* [Required work]
Your answer consists of the lines in the data that contain "label". Copy each of them.
====================
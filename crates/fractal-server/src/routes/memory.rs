//! Memory inspection and maintenance endpoints.

use axum::extract::{Path, State};
use axum::Json;
use serde::{Deserialize, Serialize};
use serde_json::Map;
use std::sync::Arc;

use fractal_core::types::Tier;

use crate::error::ApiError;
use crate::state::AppState;

#[derive(Serialize)]
pub struct StatsResponse {
    pub l0_count: usize,
    pub l1_count: usize,
    pub l2_count: usize,
    pub l3_count: usize,
    pub last_consolidation: Option<String>,
}

#[derive(Serialize)]
pub struct MemoryNode {
    pub id: String,
    pub label: String,
    pub content: String,
    pub level: String,
    pub importance: f64,
    pub created_at: String,
    pub connections: Vec<String>,
}

#[derive(Serialize)]
pub struct ConsolidateResponse {
    pub status: String,
    pub l0_to_l1: usize,
    pub l1_to_l2: usize,
}

#[derive(Deserialize)]
pub struct RememberRequest {
    pub content: String,
    pub importance: Option<f64>,
}

#[derive(Serialize)]
pub struct RememberResponse {
    pub status: String,
    pub id: String,
}

/// GET /memory/stats
pub async fn stats(State(state): State<Arc<AppState>>) -> Result<Json<StatsResponse>, ApiError> {
    let stats = state.agent.memory().get_stats().await?;
    Ok(Json(StatsResponse {
        l0_count: stats.l0_size,
        l1_count: stats.l1_size,
        l2_count: stats.l2_size,
        l3_count: stats.l3_size,
        last_consolidation: stats.last_consolidation_at.map(|t| t.to_rfc3339()),
    }))
}

/// GET /memory/{level} where level is one of all, l0, l1, l2, l3
pub async fn list_level(
    State(state): State<Arc<AppState>>,
    Path(level): Path<String>,
) -> Result<Json<Vec<MemoryNode>>, ApiError> {
    let mut nodes = Vec::new();
    let user = state.agent.options().user_id.clone();

    let wants = |tier: &str| level == "all" || level == tier;
    if !matches!(level.as_str(), "all" | "l0" | "l1" | "l2" | "l3") {
        return Err(ApiError::bad_request(format!("unknown level: {level}")));
    }

    if wants("l0") {
        for episode in state.volatile.l0_read(&user, 100).await? {
            nodes.push(MemoryNode {
                id: episode.id,
                label: episode.source,
                content: episode.content,
                level: "l0".into(),
                importance: episode.importance,
                created_at: episode.created_at.to_rfc3339(),
                connections: Vec::new(),
            });
        }
    }

    if wants("l1") {
        for record in state.volatile.l1_list(&user, 100).await? {
            nodes.push(MemoryNode {
                id: record.session_id.clone(),
                label: record.source().unwrap_or("session_summary").to_string(),
                content: record.summary,
                level: "l1".into(),
                importance: record.importance,
                created_at: record.created_at.to_rfc3339(),
                connections: Vec::new(),
            });
        }
    }

    for (tier, name) in [(Tier::L2, "l2"), (Tier::L3, "l3")] {
        if !wants(name) {
            continue;
        }
        for episode in state.graph.list_episodes(&user, Some(tier), 200).await? {
            let connections = state
                .graph
                .episode_mentions(&episode.id)
                .await
                .unwrap_or_default();
            nodes.push(MemoryNode {
                id: episode.id,
                label: episode.source,
                content: episode.content,
                level: name.into(),
                importance: episode.importance,
                created_at: episode.created_at.to_rfc3339(),
                connections,
            });
        }
    }

    Ok(Json(nodes))
}

/// POST /memory/consolidate
pub async fn consolidate(
    State(state): State<Arc<AppState>>,
) -> Result<Json<ConsolidateResponse>, ApiError> {
    let counters = state.agent.memory().consolidate().await?;
    Ok(Json(ConsolidateResponse {
        status: "ok".into(),
        l0_to_l1: counters.l0_to_l1,
        l1_to_l2: counters.l1_to_l2,
    }))
}

/// POST /memory/remember
pub async fn remember(
    State(state): State<Arc<AppState>>,
    Json(request): Json<RememberRequest>,
) -> Result<Json<RememberResponse>, ApiError> {
    let id = state
        .agent
        .memory()
        .remember(&request.content, request.importance.unwrap_or(1.0), Map::new())
        .await?;
    Ok(Json(RememberResponse {
        status: "ok".into(),
        id,
    }))
}
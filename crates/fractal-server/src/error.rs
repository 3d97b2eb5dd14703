//! API error responses.
//!
//! All error bodies have the shape `{ "error": string, "code": string }`.

use axum::http::StatusCode;
use axum::response::{IntoResponse, Response};
use axum::Json;
use serde::Serialize;

use fractal_core::Error;

#[derive(Debug)]
pub struct ApiError {
    pub status: StatusCode,
    pub code: &'static str,
    pub message: String,
}

#[derive(Serialize)]
struct ErrorBody {
    error: String,
    code: String,
}

impl ApiError {
    pub fn bad_request(message: impl Into<String>) -> Self {
        Self {
            status: StatusCode::BAD_REQUEST,
            code: "validation",
            message: message.into(),
        }
    }

    pub fn unavailable(message: impl Into<String>) -> Self {
        Self {
            status: StatusCode::SERVICE_UNAVAILABLE,
            code: "unavailable",
            message: message.into(),
        }
    }
}

impl From<Error> for ApiError {
    fn from(e: Error) -> Self {
        match &e {
            Error::Validation(_) => Self {
                status: StatusCode::BAD_REQUEST,
                code: "validation",
                message: e.to_string(),
            },
            Error::StoreUnavailable(_) | Error::RetrieverUnavailable => Self {
                status: StatusCode::SERVICE_UNAVAILABLE,
                code: "unavailable",
                message: e.to_string(),
            },
            Error::Cancelled => Self {
                status: StatusCode::SERVICE_UNAVAILABLE,
                code: "cancelled",
                message: e.to_string(),
            },
            Error::Integrity(_) => Self {
                status: StatusCode::INTERNAL_SERVER_ERROR,
                code: "integrity",
                message: e.to_string(),
            },
            _ => Self {
                status: StatusCode::INTERNAL_SERVER_ERROR,
                code: "internal",
                message: e.to_string(),
            },
        }
    }
}

impl IntoResponse for ApiError {
    fn into_response(self) -> Response {
        let body = ErrorBody {
            error: self.message,
            code: self.code.to_string(),
        };
        (self.status, Json(body)).into_response()
    }
}
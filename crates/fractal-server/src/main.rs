//! fractal-server - HTTP surface for the fractal memory agent.
//!
//! Serves the chat fast path and the memory inspection endpoints, and owns
//! the background maintenance supervisor (periodic consolidation and daily
//! garbage collection) for the configured user.

use std::sync::Arc;

use anyhow::Context;
use tokio::signal;
use tracing::info;
use tracing_subscriber::{fmt, prelude::*, EnvFilter};

use fractal_core::traits::{GraphStore, VolatileStore};
use fractal_core::MemoryOptions;
use fractal_memory::{AgentComponents, FractalAgent, SqliteGraphStore, SqliteVolatileStore};

mod config;
mod error;
mod routes;
mod state;

use config::ServerConfig;
use state::AppState;

#[tokio::main]
async fn main() -> anyhow::Result<()> {
    tracing_subscriber::registry()
        .with(fmt::layer())
        .with(
            EnvFilter::from_default_env().add_directive("fractal_server=info".parse()?),
        )
        .init();

    info!("fractal-server v{}", env!("CARGO_PKG_VERSION"));

    let config = ServerConfig::load().context("Failed to load configuration")?;
    let memory_options = MemoryOptions::from_value(config.memory.clone())
        .context("Invalid memory configuration")?;

    // Shared store clients: one per backend, reused by every component
    let volatile: Arc<dyn VolatileStore> = if memory_options.volatile_url.is_empty() {
        Arc::new(SqliteVolatileStore::open_in_memory(memory_options.l0_capacity)?)
    } else {
        Arc::new(SqliteVolatileStore::open(
            &memory_options.volatile_url,
            memory_options.l0_capacity,
        )?)
    };
    let graph: Arc<dyn GraphStore> = if memory_options.graph_uri.is_empty() {
        Arc::new(SqliteGraphStore::open_in_memory()?)
    } else {
        Arc::new(SqliteGraphStore::open(&memory_options.graph_uri)?)
    };

    #[cfg(feature = "embeddings")]
    let embedder: Option<Arc<dyn fractal_core::traits::EmbeddingProvider>> =
        Some(Arc::new(fractal_memory::LocalEmbedder::new()));
    #[cfg(not(feature = "embeddings"))]
    let embedder: Option<Arc<dyn fractal_core::traits::EmbeddingProvider>> = None;

    let agent = FractalAgent::new(
        config.memory.clone(),
        Arc::clone(&volatile),
        Arc::clone(&graph),
        None,
        embedder,
        AgentComponents::default(),
    )?;
    agent.start_background().await;

    let state = AppState::new(Arc::clone(&agent), volatile, graph);
    let app = routes::create_router(state, &config);

    let listener = tokio::net::TcpListener::bind(&config.bind_addr)
        .await
        .with_context(|| format!("Failed to bind {}", config.bind_addr))?;
    info!(addr = %config.bind_addr, "Server ready - accepting connections");

    axum::serve(listener, app)
        .with_graceful_shutdown(shutdown_signal())
        .await?;

    info!("Shutdown signal received");
    agent.close().await;
    info!("Shutdown complete");
    Ok(())
}

/// Wait for ctrl-c or SIGTERM.
async fn shutdown_signal() {
    let ctrl_c = async {
        signal::ctrl_c()
            .await
            .expect("Failed to install Ctrl+C handler");
    };

    #[cfg(unix)]
    let terminate = async {
        signal::unix::signal(signal::unix::SignalKind::terminate())
            .expect("Failed to install SIGTERM handler")
            .recv()
            .await;
    };

    #[cfg(not(unix))]
    let terminate = std::future::pending::<()>();

    tokio::select! {
        _ = ctrl_c => {},
        _ = terminate => {},
    }
}
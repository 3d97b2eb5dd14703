//! Fractal memory orchestrator.
//!
//! Owns the L0 → L1 → L2 → L3 hierarchy: episodes enter at L0 via
//! `remember`, are batched upward by `consolidate`, decay between accesses
//! and are eventually forgotten or garbage-collected. Recall cascades from
//! the volatile tiers into the hybrid retriever and re-ranks everything into
//! one result list.

use std::sync::atomic::{AtomicBool, Ordering};
use std::sync::Arc;
use std::time::Duration;

use chrono::{DateTime, Utc};
use serde_json::{Map, Value};
use tokio::sync::RwLock;
use tracing::{debug, info, warn};

use fractal_core::error::{Error, Result};
use fractal_core::retry::{with_backoff, RetryConfig};
use fractal_core::traits::{CompletionProvider, EmbeddingProvider, GraphStore, VolatileStore};
use fractal_core::types::{
    ConsolidationCounters, Episode, GcCounters, L1Record, MemoryStats, RecallResult, Scale, Tier,
};
use fractal_core::util::{content_hash, first_sentence, recency_kernel};
use fractal_core::MemoryOptions;

use crate::retrieval::HybridRetriever;
use crate::summarize::summarize_batch;
use crate::volatile::keys;

/// Consolidation lock TTL. Covers a crashed holder; the lock is also
/// released explicitly on every exit path.
const CONSOLIDATION_LOCK_TTL: Duration = Duration::from_secs(60);
/// Volatile hits at or above this score count as high-scoring when deciding
/// whether to shrink the graph-tier budget.
const HIGH_SCORE_CUTOFF: f64 = 0.6;
/// L2 episodes below the importance threshold older than this are swept to
/// soft-deleted during forgetting.
const L2_FORGET_AGE_DAYS: i64 = 30;
/// Upper bound on rows processed per maintenance call.
const MAINTENANCE_BATCH: usize = 1_000;
/// Entities mentioned by at least this many live meso episodes form an L3
/// abstraction cluster.
const L3_COHESION_MIN: usize = 3;
/// Best-effort budget for embedding at remember-time.
const EMBED_TIMEOUT: Duration = Duration::from_secs(2);
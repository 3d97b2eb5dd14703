//! Bounded retry with exponential backoff and jitter.

use std::future::Future;
use tracing::warn;

use crate::error::{Error, Result};

#[derive(Debug, Clone, Copy)]
pub struct RetryConfig {
    pub max_attempts: u32,
    pub base_delay_ms: u64,
    pub max_delay_ms: u64,
}

impl Default for RetryConfig {
    fn default() -> Self {
        Self {
            max_attempts: 3,
            base_delay_ms: 100,
            max_delay_ms: 2_000,
        }
    }
}

impl RetryConfig {
    fn delay_for(&self, attempt: u32) -> u64 {
        let base = self.base_delay_ms.saturating_mul(1u64 << attempt.min(16));
        let jitter = (base as f64 * 0.1 * jitter_fraction(attempt)) as u64;
        base.saturating_add(jitter).min(self.max_delay_ms)
    }
}

/// Deterministic jitter in [0, 1) derived from the attempt number.
fn jitter_fraction(attempt: u32) -> f64 {
    let x = attempt.wrapping_add(1).wrapping_mul(2654435761);
    (x % 100) as f64 / 100.0
}

/// Run `op` with bounded retries. Only transient errors are retried; the
/// last error is surfaced once the budget is exhausted.
pub async fn with_backoff<T, F, Fut>(config: RetryConfig, op_name: &str, mut op: F) -> Result<T>
where
    F: FnMut() -> Fut,
    Fut: Future<Output = Result<T>>,
{
    let mut last_error: Option<Error> = None;

    for attempt in 0..config.max_attempts {
        match op().await {
            Ok(value) => return Ok(value),
            Err(e) => {
                if !e.is_transient() || attempt + 1 == config.max_attempts {
                    return Err(e);
                }
                let delay = config.delay_for(attempt);
                warn!(
                    op = op_name,
                    attempt = attempt + 1,
                    delay_ms = delay,
                    error = %e,
                    "Retrying after transient failure"
                );
                tokio::time::sleep(tokio::time::Duration::from_millis(delay)).await;
                last_error = Some(e);
            }
        }
    }

    Err(last_error.unwrap_or_else(|| Error::Other(format!("{op_name}: retry budget exhausted"))))
}

#[cfg(test)]
mod tests {
    use super::*;
    use std::sync::atomic::{AtomicU32, Ordering};

    #[test]
    fn delay_respects_cap() {
        let config = RetryConfig::default();
        for attempt in 0..10 {
            assert!(config.delay_for(attempt) <= config.max_delay_ms);
        }
    }

    #[tokio::test]
    async fn succeeds_after_transient_failures() {
        let calls = AtomicU32::new(0);
        let result = with_backoff(
            RetryConfig {
                base_delay_ms: 1,
                ..Default::default()
            },
            "test",
            || {
                let n = calls.fetch_add(1, Ordering::SeqCst);
                async move {
                    if n < 2 {
                        Err(Error::store_unavailable("flaky"))
                    } else {
                        Ok(42)
                    }
                }
            },
        )
        .await;
        assert_eq!(result.unwrap(), 42);
        assert_eq!(calls.load(Ordering::SeqCst), 3);
    }

    #[tokio::test]
    async fn does_not_retry_validation_errors() {
        let calls = AtomicU32::new(0);
        let result: Result<()> = with_backoff(RetryConfig::default(), "test", || {
            calls.fetch_add(1, Ordering::SeqCst);
            async { Err(Error::validation("bad input")) }
        })
        .await;
        assert!(matches!(result, Err(Error::Validation(_))));
        assert_eq!(calls.load(Ordering::SeqCst), 1);
    }

    #[tokio::test]
    async fn surfaces_last_error_when_exhausted() {
        let result: Result<()> = with_backoff(
            RetryConfig {
                max_attempts: 2,
                base_delay_ms: 1,
                max_delay_ms: 2,
            },
            "test",
            || async { Err(Error::store_unavailable("still down")) },
        )
        .await;
        assert!(matches!(result, Err(Error::StoreUnavailable(_))));
    }
}
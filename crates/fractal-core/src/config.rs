//! Memory system configuration.
//!
//! A single flat options payload. Unknown keys are accepted and ignored,
//! legacy key names are mapped to their canonical form, and upper-snake-case
//! environment variables override payload values.

use serde::{Deserialize, Serialize};
use serde_json::Value;

use crate::error::{Error, Result};

/// Arm weights for hybrid retrieval fusion.
#[derive(Debug, Clone, Copy, Serialize, Deserialize, PartialEq)]
pub struct RetrievalWeights {
    pub vector: f64,
    pub keyword: f64,
    pub graph: f64,
}

impl Default for RetrievalWeights {
    fn default() -> Self {
        Self {
            vector: 0.5,
            keyword: 0.3,
            graph: 0.2,
        }
    }
}

impl RetrievalWeights {
    /// Normalise so the weights sum to 1. Zero-sum weights fall back to the
    /// defaults.
    pub fn normalised(&self) -> Self {
        let total = self.vector + self.keyword + self.graph;
        if total <= 0.0 {
            return Self::default();
        }
        Self {
            vector: self.vector / total,
            keyword: self.keyword / total,
            graph: self.graph / total,
        }
    }
}

/// Flat configuration payload for the memory core.
#[derive(Debug, Clone, Serialize, Deserialize)]
#[serde(default)]
pub struct MemoryOptions {
    /// Owning user for all operations
    pub user_id: String,

    /// Graph store connection (a database path for the SQLite adapter)
    pub graph_uri: String,
    pub graph_user: String,
    pub graph_password: String,

    /// Volatile store connection (a database path for the SQLite adapter)
    pub volatile_url: String,

    /// Max L0 items per user (hard ceiling 10 000)
    pub l0_capacity: usize,
    /// L1 entry TTL in days
    pub l1_ttl_days: i64,
    /// L0 → L1 batch size
    pub batch_size: usize,
    /// Forgetting cutoff
    pub importance_threshold: f64,
    /// L1 → L2 promotion cutoff
    pub l2_threshold: f64,
    /// Slow-path tick in seconds
    pub consolidation_interval_seconds: u64,

    pub retrieval_weights: RetrievalWeights,
    /// Default recall size
    pub retrieval_limit: usize,

    /// ε for strategy selection
    pub exploration_rate: f64,
    /// Reinforcement δ⁺
    pub confidence_boost: f64,
    /// Reinforcement δ⁻
    pub confidence_penalty: f64,
    /// Experiences buffered before extraction
    pub experience_buffer_size: usize,
    /// Grouping floor for strategy extraction
    pub min_experiences_for_strategy: usize,

    /// Vector index dimensionality
    pub embedding_dimensions: usize,

    /// Max accepted episode content length
    pub max_content_length: usize,
    /// Run the L2 → L3 abstraction pass during consolidation
    pub l3_abstraction: bool,

    /// Decay half-lives per volatile tier
    pub l0_half_life_minutes: f64,
    pub l1_half_life_hours: f64,
    /// Graph-tier decay half-life in days
    pub graph_half_life_days: f64,
}

impl Default for MemoryOptions {
    fn default() -> Self {
        Self {
            user_id: "default".into(),
            graph_uri: String::new(),
            graph_user: String::new(),
            graph_password: String::new(),
            volatile_url: String::new(),
            l0_capacity: 500,
            l1_ttl_days: 30,
            batch_size: 15,
            importance_threshold: 0.3,
            l2_threshold: 0.7,
            consolidation_interval_seconds: 300,
            retrieval_weights: RetrievalWeights::default(),
            retrieval_limit: 5,
            exploration_rate: 0.1,
            confidence_boost: 0.05,
            confidence_penalty: 0.10,
            experience_buffer_size: 100,
            min_experiences_for_strategy: 3,
            embedding_dimensions: 1536,
            max_content_length: 10_000,
            l3_abstraction: false,
            l0_half_life_minutes: 60.0,
            l1_half_life_hours: 12.0,
            graph_half_life_days: 30.0,
        }
    }
}

/// Legacy option names mapped to their canonical form at load.
const LEGACY_ALIASES: &[(&str, &str)] = &[
    ("neo4j_uri", "graph_uri"),
    ("neo4j_user", "graph_user"),
    ("neo4j_password", "graph_password"),
    ("redis_url", "volatile_url"),
    ("consolidation_interval", "consolidation_interval_seconds"),
    ("l0_max_size", "l0_capacity"),
];

/// Scalar keys that may be overridden via environment variables.
const ENV_KEYS: &[&str] = &[
    "user_id",
    "graph_uri",
    "graph_user",
    "graph_password",
    "volatile_url",
    "l0_capacity",
    "l1_ttl_days",
    "batch_size",
    "importance_threshold",
    "l2_threshold",
    "consolidation_interval_seconds",
    "retrieval_limit",
    "exploration_rate",
    "confidence_boost",
    "confidence_penalty",
    "experience_buffer_size",
    "min_experiences_for_strategy",
    "embedding_dimensions",
];

impl MemoryOptions {
    /// Build options from an arbitrary JSON payload.
    ///
    /// Unknown keys are ignored, legacy names are mapped first, then
    /// environment variables with the upper-snake-case names take
    /// precedence over in-payload values.
    pub fn from_value(payload: Value) -> Result<Self> {
        let mut map = match payload {
            Value::Object(map) => map,
            Value::Null => serde_json::Map::new(),
            other => {
                return Err(Error::validation(format!(
                    "configuration payload must be an object, got {other}"
                )))
            }
        };

        for (legacy, canonical) in LEGACY_ALIASES {
            if let Some(v) = map.remove(*legacy) {
                map.entry(canonical.to_string()).or_insert(v);
            }
        }

        for key in ENV_KEYS {
            let env_name = key.to_uppercase();
            if let Ok(raw) = std::env::var(&env_name) {
                map.insert(key.to_string(), parse_env_value(&raw));
            }
        }

        let options: MemoryOptions = serde_json::from_value(Value::Object(map))?;
        options.validate()?;
        Ok(options)
    }

    pub fn validate(&self) -> Result<()> {
        if self.user_id.is_empty() {
            return Err(Error::validation("user_id must not be empty"));
        }
        if self.l0_capacity == 0 || self.l0_capacity > 10_000 {
            return Err(Error::validation("l0_capacity must be in 1..=10000"));
        }
        if self.batch_size == 0 {
            return Err(Error::validation("batch_size must be positive"));
        }
        for (name, v) in [
            ("importance_threshold", self.importance_threshold),
            ("l2_threshold", self.l2_threshold),
            ("exploration_rate", self.exploration_rate),
            ("confidence_boost", self.confidence_boost),
            ("confidence_penalty", self.confidence_penalty),
        ] {
            if !(0.0..=1.0).contains(&v) {
                return Err(Error::validation(format!("{name} must be in [0, 1]")));
            }
        }
        let w = &self.retrieval_weights;
        if w.vector < 0.0 || w.keyword < 0.0 || w.graph < 0.0 {
            return Err(Error::validation("retrieval weights must be non-negative"));
        }
        Ok(())
    }
}

/// Environment values arrive as strings; coerce numbers and booleans so the
/// typed deserialisation accepts them.
fn parse_env_value(raw: &str) -> Value {
    if let Ok(i) = raw.parse::<i64>() {
        return Value::from(i);
    }
    if let Ok(f) = raw.parse::<f64>() {
        return Value::from(f);
    }
    match raw {
        "true" => Value::Bool(true),
        "false" => Value::Bool(false),
        _ => Value::String(raw.to_string()),
    }
}

#[cfg(test)]
mod tests {
    use super::*;
    use serde_json::json;

    #[test]
    fn defaults_match_contract() {
        let opts = MemoryOptions::default();
        assert_eq!(opts.user_id, "default");
        assert_eq!(opts.l0_capacity, 500);
        assert_eq!(opts.batch_size, 15);
        assert_eq!(opts.importance_threshold, 0.3);
        assert_eq!(opts.l2_threshold, 0.7);
        assert_eq!(opts.consolidation_interval_seconds, 300);
        assert_eq!(opts.retrieval_limit, 5);
        assert_eq!(opts.exploration_rate, 0.1);
        assert_eq!(opts.confidence_boost, 0.05);
        assert_eq!(opts.confidence_penalty, 0.10);
        assert_eq!(opts.experience_buffer_size, 100);
        assert_eq!(opts.min_experiences_for_strategy, 3);
        assert_eq!(opts.embedding_dimensions, 1536);
    }

    #[test]
    fn unknown_keys_are_ignored() {
        let opts = MemoryOptions::from_value(json!({
            "user_id": "alice",
            "volatile_url": "v.db",
            "graph_uri": "g.db",
            "definitely_not_an_option": {"nested": true},
        }))
        .unwrap();
        assert_eq!(opts.user_id, "alice");
        assert_eq!(opts.volatile_url, "v.db");
    }

    #[test]
    fn legacy_aliases_are_mapped() {
        let opts = MemoryOptions::from_value(json!({
            "neo4j_uri": "bolt://example:7687",
            "neo4j_password": "secret",
            "redis_url": "redis://example:6379",
            "consolidation_interval": 120,
        }))
        .unwrap();
        assert_eq!(opts.graph_uri, "bolt://example:7687");
        assert_eq!(opts.graph_password, "secret");
        assert_eq!(opts.volatile_url, "redis://example:6379");
        assert_eq!(opts.consolidation_interval_seconds, 120);
    }

    #[test]
    fn canonical_key_wins_over_alias() {
        let opts = MemoryOptions::from_value(json!({
            "graph_uri": "canonical.db",
            "neo4j_uri": "legacy.db",
        }))
        .unwrap();
        assert_eq!(opts.graph_uri, "canonical.db");
    }

    #[test]
    fn rejects_out_of_range_thresholds() {
        let err = MemoryOptions::from_value(json!({"importance_threshold": 1.5})).unwrap_err();
        assert!(matches!(err, Error::Validation(_)));

        let err = MemoryOptions::from_value(json!({"l0_capacity": 50_000})).unwrap_err();
        assert!(matches!(err, Error::Validation(_)));
    }

    #[test]
    fn weights_normalise() {
        let w = RetrievalWeights {
            vector: 2.0,
            keyword: 1.0,
            graph: 1.0,
        }
        .normalised();
        assert!((w.vector - 0.5).abs() < 1e-9);
        assert!((w.keyword - 0.25).abs() < 1e-9);
        assert!((w.vector + w.keyword + w.graph - 1.0).abs() < 1e-9);
    }

    #[test]
    fn zero_weights_fall_back_to_defaults() {
        let w = RetrievalWeights {
            vector: 0.0,
            keyword: 0.0,
            graph: 0.0,
        }
        .normalised();
        assert_eq!(w, RetrievalWeights::default());
    }

    #[test]
    fn env_value_coercion() {
        assert_eq!(parse_env_value("42"), json!(42));
        assert_eq!(parse_env_value("0.25"), json!(0.25));
        assert_eq!(parse_env_value("true"), json!(true));
        assert_eq!(parse_env_value("hello"), json!("hello"));
    }
}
====================
* [Solution]
    pub label: String,
                label: episode.source,
                label: record.source().unwrap_or("session_summary").to_string(),
                label: episode.source,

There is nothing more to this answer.